TUMAS IGNACIO; MIGUEL VIRGINIA; MONTI MARIELA R

Congreso; XLIX Reunión Anual de SAB; 2021

The Gram-negative bacterium Pseudomonas aeruginosa (PA) is an opportunistic pathogen capable of producing different infections. It has a marked tendency to acquire resistance to antibiotics for clinical use. It is among the main bacteria with priority for the development of new antimicrobials, according to the WHO. We propose as a new strategy the in silico development of peptides whose mechanism of action consists of interrupting protein-protein interactions (PPI) vital for PA. With this purpose, we have focused on the node proteins that participate in fundamental processes for the survival of the bacteria. The periplasmic protein TolB was chosen as a target, since it participates in the division and transport of other proteins through the PA membrane. Its essential role has been demonstrated in the literature and there are several crystalline structures of its homologue in E.coli alone (1C5K and 1CRZ) or interacting with one of its interaction pairs, such as PAL protein (2HQS and 2W8B) and colicin fragments ( 2IVZ, 3IAX and 4JML). We generated a TolB model of PA using MODELLER and a multi-template homology modeling approach. This model was used to build four different TOLB-partners complexes using PAL, and three colicines as partners, resulting in 4 different protein-protein structures.
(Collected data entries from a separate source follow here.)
//! OBD efficiency curve
//!
//! One workbook per test: the mean HV power over the steady window gives the
//! system and component efficiencies of the test nominal load.

use crate::{
    batch::{self, display_name, BatchReport},
    config::{EfficiencyConfig, WORKBOOK_EXTENSIONS},
    efficiency::{match_test, EfficiencyCurve, TestRecord},
    error::Result,
    loader::workbook::{read_table, Workbook},
    plot::{self, colors, AxisSpec, ChartSpec, Legend, Limits, Mark, Series},
};
use std::{
    collections::BTreeMap,
    path::{Path, PathBuf},
};

pub const CHART: &str = "efficiency_curve.png";
pub const RESULTS: &str = "efficiency.csv";
const OVERLAY_NOTE: &str = "500W_20% SOC";

/// Absolute mean power [kW] of a test workbook over the configured window
pub fn mean_power<P: AsRef<Path>>(path: P, config: &EfficiencyConfig) -> Result<f64> {
    let mut workbook = Workbook::open(path)?;
    let (sheet, range) = workbook.first_sheet()?;
    let table = read_table(&range, &sheet, &config.schema)?;
    let steady = table.within("time", config.window)?;
    Ok(steady.summary("power")?.mean.abs())
}

/// Efficiency curves of the workbooks in the input folder
pub fn run(config: &EfficiencyConfig) -> Result<BatchReport> {
    let paths = batch::inputs(&config.input, &WORKBOOK_EXTENSIONS)?;
    let mut unmatched = BatchReport::default();
    let tests: Vec<(PathBuf, &TestRecord)> = paths
        .into_iter()
        .filter_map(|path| {
            let name = display_name(&path);
            match match_test(&config.tests, &name) {
                Some(test) => Some((path, test)),
                None => {
                    log::warn!("{} skipped: no known test in the file name", name);
                    unmatched
                        .skipped
                        .push((name, "no known test in the file name".into()));
                    None
                }
            }
        })
        .collect();

    let mut measured = BTreeMap::new();
    let report = BatchReport::run(
        &tests,
        |(path, _)| display_name(path),
        |(path, test)| -> Result<()> {
            let mean_kw = mean_power(path, config)?;
            log::info!("{}: mean power {:.4} kW", test.pattern, mean_kw);
            measured.insert(test.pattern.clone(), mean_kw);
            Ok(())
        },
    );

    let curve = EfficiencyCurve::build(&config.tests, &measured);
    if curve.is_empty() {
        log::warn!("No efficiency measurement, the chart is not drawn");
    } else {
        let dir = plot::ensure_dir(config.charts_dir())?;
        write_results(&curve, dir.join(RESULTS))?;
        plot::render(&chart(&curve), dir.join(CHART))?;
    }
    Ok(unmatched.merge(report))
}

/// Writes the efficiency of every test
pub fn write_results<P: AsRef<Path>>(curve: &EfficiencyCurve, path: P) -> Result<()> {
    let mut wtr = csv::Writer::from_path(path.as_ref())?;
    for point in curve.points.iter().chain(curve.overlay.iter()) {
        wtr.serialize(point)?;
    }
    wtr.flush().map_err(csv::Error::from)?;
    log::info!("Saved {:?}", path.as_ref());
    Ok(())
}

/// System and component efficiency per test, with the overlay points
pub fn chart(curve: &EfficiencyCurve) -> ChartSpec {
    let labels = curve.labels();
    let x: Vec<f64> = (0..labels.len()).map(|i| i as f64).collect();
    let mut spec = ChartSpec::new("Efficiency Curve", (1000, 600))
        .categories(labels.clone())
        .x_axis(AxisSpec::new("Test"))
        .y_axis(AxisSpec::new("Efficiency (%)").limits(Limits::Fixed(0., 100.)))
        .legend(Legend::LowerRight)
        .series(
            Series::new("System efficiency", &x, &curve.system())
                .color(colors::BLUE)
                .mark(Mark::LineMarkers),
        )
        .series(
            Series::new("Component efficiency", &x, &curve.component())
                .color(colors::RED)
                .mark(Mark::DashedMarkers),
        );
    if let Some(overlay) = &curve.overlay {
        match labels.iter().position(|l| *l == overlay.label) {
            Some(i) => {
                let at = i as f64;
                spec = spec
                    .series(
                        Series::new("500W-20 Point (System)", &[at], &[overlay.system])
                            .color(colors::BLUE)
                            .mark(Mark::Points),
                    )
                    .series(
                        Series::new("500W-20 Point (Component)", &[at], &[overlay.component])
                            .color(colors::RED)
                            .mark(Mark::Points),
                    );
                // labelled only when both efficiencies are meaningful
                if overlay.system != 0. && overlay.component != 0. {
                    spec = spec
                        .annotate(OVERLAY_NOTE, (at, overlay.system - 5.), colors::BLUE)
                        .annotate(OVERLAY_NOTE, (at, overlay.component + 4.), colors::RED);
                }
            }
            None => log::warn!(
                "No {:?} test on the curve, the overlay points are not drawn",
                overlay.label
            ),
        }
    }
    spec
}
These complexes were used as starting points for 30 ns molecular dynamics simulations (DM) in order to evaluate if the complex remains stable. Also, we determined the energy contribution of the residues of the ligands in the interaction with TolB using GROMACS. We found that the complexes showed low RMSD values and high affinity energies demonstrating that PAL and the colicins fragments can interact with TolB of PA. Finally, we designed various 10 amino acid length peptides that mimics the interaction of PAL and colicins using the residues that showed the stronger affinity with TolB of PA and we performed a virtual screening of them by docking using the Autodock CrankPep program.